Practical Applications
Furthermore, this exploration may pioneer a novel research avenue for the application of code-modulated responses in the auditory domain, a domain that has seen limited application compared to the visual modality, as so far only one study attempted this . It could be speculated that this is due to the modulation adding distinctive uncorrelated high-frequency content.
Future work could assess the perception thresholds for modulation depths, to obtain the least intrusive protocols for high usability.
Firstly, eCCA emphasizes global and higherorder activity associated with the speech envelope, while rCCA may focus more on early sensory responses evoked by the noise-codes.
Furthermore, this exploration may pioneer a novel research avenue for the application of code-modulated responses in the auditory domain, a domain that has seen limited application compared to the visual modality, as so far only one study attempted this .
Future work could assess the perception thresholds for modulation depths, to obtain the least intrusive protocols for high usability.
Figures Explained
The paper’s visual material highlights the workflow and the main system components.
- Figure 1 :: Figure1: Visualization of three different modulation depths using noise-tagging. Depicted is the unmodulated audio, i.e., 0 percent (blue), and 50 (gold) and 100 (brown) percent modulated audio.

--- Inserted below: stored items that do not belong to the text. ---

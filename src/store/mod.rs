//! Room store: the single in-memory source of truth for joined rooms, the
//! selected room and the local sender identity.
//!
//! Every mutation goes through a method here. Operations addressed to a room
//! that isn't in the store are silent no-ops, since inbound events can race a
//! local leave.

pub mod inserter;
pub mod presence;

use rand::rngs::StdRng;
use rand::SeedableRng;
use std::collections::BTreeMap;

use crate::channel::ChannelEvents;
use crate::models::{IncomingMessage, PresenceEvent, Room, UserId, UserPatch};

pub struct RoomStore {
    current_room_name: Option<String>,
    rooms: BTreeMap<String, Room>,
    sender_id: Option<UserId>,
    rng: StdRng,
}

impl Default for RoomStore {
    fn default() -> Self {
        Self::new()
    }
}

impl RoomStore {
    pub fn new() -> Self {
        Self::from_parts(None, BTreeMap::new(), None)
    }

    /// Rebuild a store from rehydrated state. A current room that isn't among
    /// `rooms` is dropped.
    pub fn from_parts(
        current_room_name: Option<String>,
        rooms: BTreeMap<String, Room>,
        sender_id: Option<UserId>,
    ) -> Self {
        let current_room_name = current_room_name.filter(|name| rooms.contains_key(name));
        Self {
            current_room_name,
            rooms,
            sender_id,
            rng: StdRng::from_entropy(),
        }
    }

    /// Deterministic hue assignment for tests.
    #[cfg(test)]
    pub fn seeded(seed: u64) -> Self {
        Self {
            rng: StdRng::seed_from_u64(seed),
            ..Self::new()
        }
    }

    pub fn current_room_name(&self) -> Option<&str> {
        self.current_room_name.as_deref()
    }

    pub fn current_room(&self) -> Option<&Room> {
        self.current_room_name
            .as_ref()
            .and_then(|name| self.rooms.get(name))
    }

    pub fn rooms(&self) -> &BTreeMap<String, Room> {
        &self.rooms
    }

    pub fn room(&self, name: &str) -> Option<&Room> {
        self.rooms.get(name)
    }

    /// The local identity as of now. Handlers must read it here at call time.
    pub fn sender_id(&self) -> Option<&str> {
        self.sender_id.as_deref()
    }

    /// Record the identity assigned by the latest channel join.
    pub fn set_sender_id(&mut self, sender_id: UserId) {
        if self.sender_id.as_deref() != Some(sender_id.as_str()) {
            tracing::debug!("Sender id is now {}", sender_id);
        }
        self.sender_id = Some(sender_id);
    }

    /// Create an empty room. Returns `false` if it already existed or the
    /// name is empty.
    pub fn join_room(&mut self, name: &str) -> bool {
        if name.is_empty() || self.rooms.contains_key(name) {
            return false;
        }
        tracing::info!("Joined room '{}'", name);
        self.rooms.insert(name.to_owned(), Room::default());
        true
    }

    /// Point "current room" at `name`. Unknown rooms are ignored.
    pub fn select_room(&mut self, name: &str) -> bool {
        if !self.rooms.contains_key(name) {
            return false;
        }
        self.current_room_name = Some(name.to_owned());
        true
    }

    pub fn deselect_room(&mut self) {
        self.current_room_name = None;
    }

    /// Forget a room and its history. Deselects it first if it was current.
    pub fn leave_room(&mut self, name: &str) -> Option<Room> {
        if self.current_room_name.as_deref() == Some(name) {
            self.deselect_room();
        }
        let room = self.rooms.remove(name);
        if room.is_some() {
            tracing::info!("Left room '{}'", name);
        }
        room
    }

    /// Set (or with `None`, clear) the local display name in a room, and
    /// mirror a new name onto the local user's presence entry.
    pub fn set_sender_name(&mut self, room_name: &str, name: Option<String>) {
        let Some(room) = self.rooms.get_mut(room_name) else {
            return;
        };
        room.sender_name = name.clone();
        if let (Some(id), Some(name)) = (self.sender_id.as_deref(), name) {
            presence::update_user(
                room,
                id,
                UserPatch {
                    name: Some(name),
                    last_online: None,
                },
                &mut self.rng,
            );
        }
    }

    /// Insert a message exactly once. Returns whether the room's history changed.
    pub fn receive_message(&mut self, room_name: &str, message: IncomingMessage) -> bool {
        let Some(room) = self.rooms.get_mut(room_name) else {
            tracing::debug!("Dropping message {} for unknown room '{}'", message.id, room_name);
            return false;
        };
        inserter::insert_message(room, self.sender_id.as_deref(), message, &mut self.rng)
    }

    /// Apply a presence snapshot or diff. Events for unknown rooms, full
    /// snapshots included, are dropped rather than buffered.
    pub fn apply_presence(&mut self, room_name: &str, event: PresenceEvent) {
        let Some(room) = self.rooms.get_mut(room_name) else {
            tracing::debug!("Dropping presence for unknown room '{}'", room_name);
            return;
        };
        presence::apply(room, event, &mut self.rng);
    }
}

impl ChannelEvents for RoomStore {
    fn on_joined(&mut self, room: &str, sender_id: Option<UserId>) {
        match sender_id {
            Some(id) => self.set_sender_id(id),
            None => tracing::warn!("Join reply for '{}' carried no sender id", room),
        }
    }

    fn on_message(&mut self, room: &str, message: IncomingMessage) {
        self.receive_message(room, message);
    }

    fn on_presence(&mut self, room: &str, event: PresenceEvent) {
        self.apply_presence(room, event);
    }
}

Additionally, shown are the smoothened noise-tags used for modulation (black). Audio was amplitude-modulated by multiplying with the noise-code, retaining full audio amplitude when the code is 1, while only a percentage when it is zero. Therefore, the noise-code for 50 percent modulation ranges between 0.5-1, instead of 0-1 for 100 percent modulation. To ease comparison, we added the original audio (light gray) at the back of the modulated audio.
- Figure 2 :: Figure 2: Decoding accuracy across decision window length and modulation depth. Depicted is the grand average classification accuracy across decision window length \u03c4. Colored lines represent the five modulation conditions: 100 (blue), 90 (orange), 70 (green), 50 (red), and 0 (pink). Solid lines show the performance of rCCA and dashed lines for eCCA. The dashed horizontal gray line depicts theoretical chance level accuracy (50%).
Conclusion
Therefore, the noise-code for 50 percent modulation ranges between 0.5-1, instead of 0-1 for 100 percent modulation. The 100 modulation performed worse than 70 modulation but overall better than 50 modulation.
For modulation conditions 70 and 50, rCCA reached overall on par performances as eCCA.
Therefore, we used a 20 Hz lowpass and a higher sampling frequency.
Frequently Asked Questions
This work aimed to investigate fundamental insights in the application of noise-codes for auditory attention decoding. To investigate the speed of the models, sliding decision windows of length \u03c4 ranging from 1 to 60 s were used during testing.
A c-VEP is the EEG response to pseudorandom visual stimulation sequences where stimuli are watermarked using noise-codes, a protocol called noisetagging . Such c-VEP BCIs have been reaching state-of-the-art performances up to 100 % clas-sification accuracy using 1-4 s decision windows or.
Another approach is forward modeling or encoding, in which the objective is to predict the neural response from the speech envelopes via an encoder, and to compare these against the EEG . To evaluate the models, we did however simulate as if.
Furthermore, this exploration may pioneer a novel research avenue for the application of code-modulated responses in the auditory domain, a domain that has seen limited application compared to the visual modality, as so far only one study attempted this . It could.
Furthermore, this exploration may pioneer a novel research avenue for the application of code-modulated responses in the auditory domain, a domain that has seen limited application compared to the visual modality, as so far only one study attempted this . Future work.
This study investigates a new way to help people with hearing difficulties understand speech better in noisy environments. By using special sound codes, researchers aim to improve how well devices can identify which speaker someone is trying to listen to.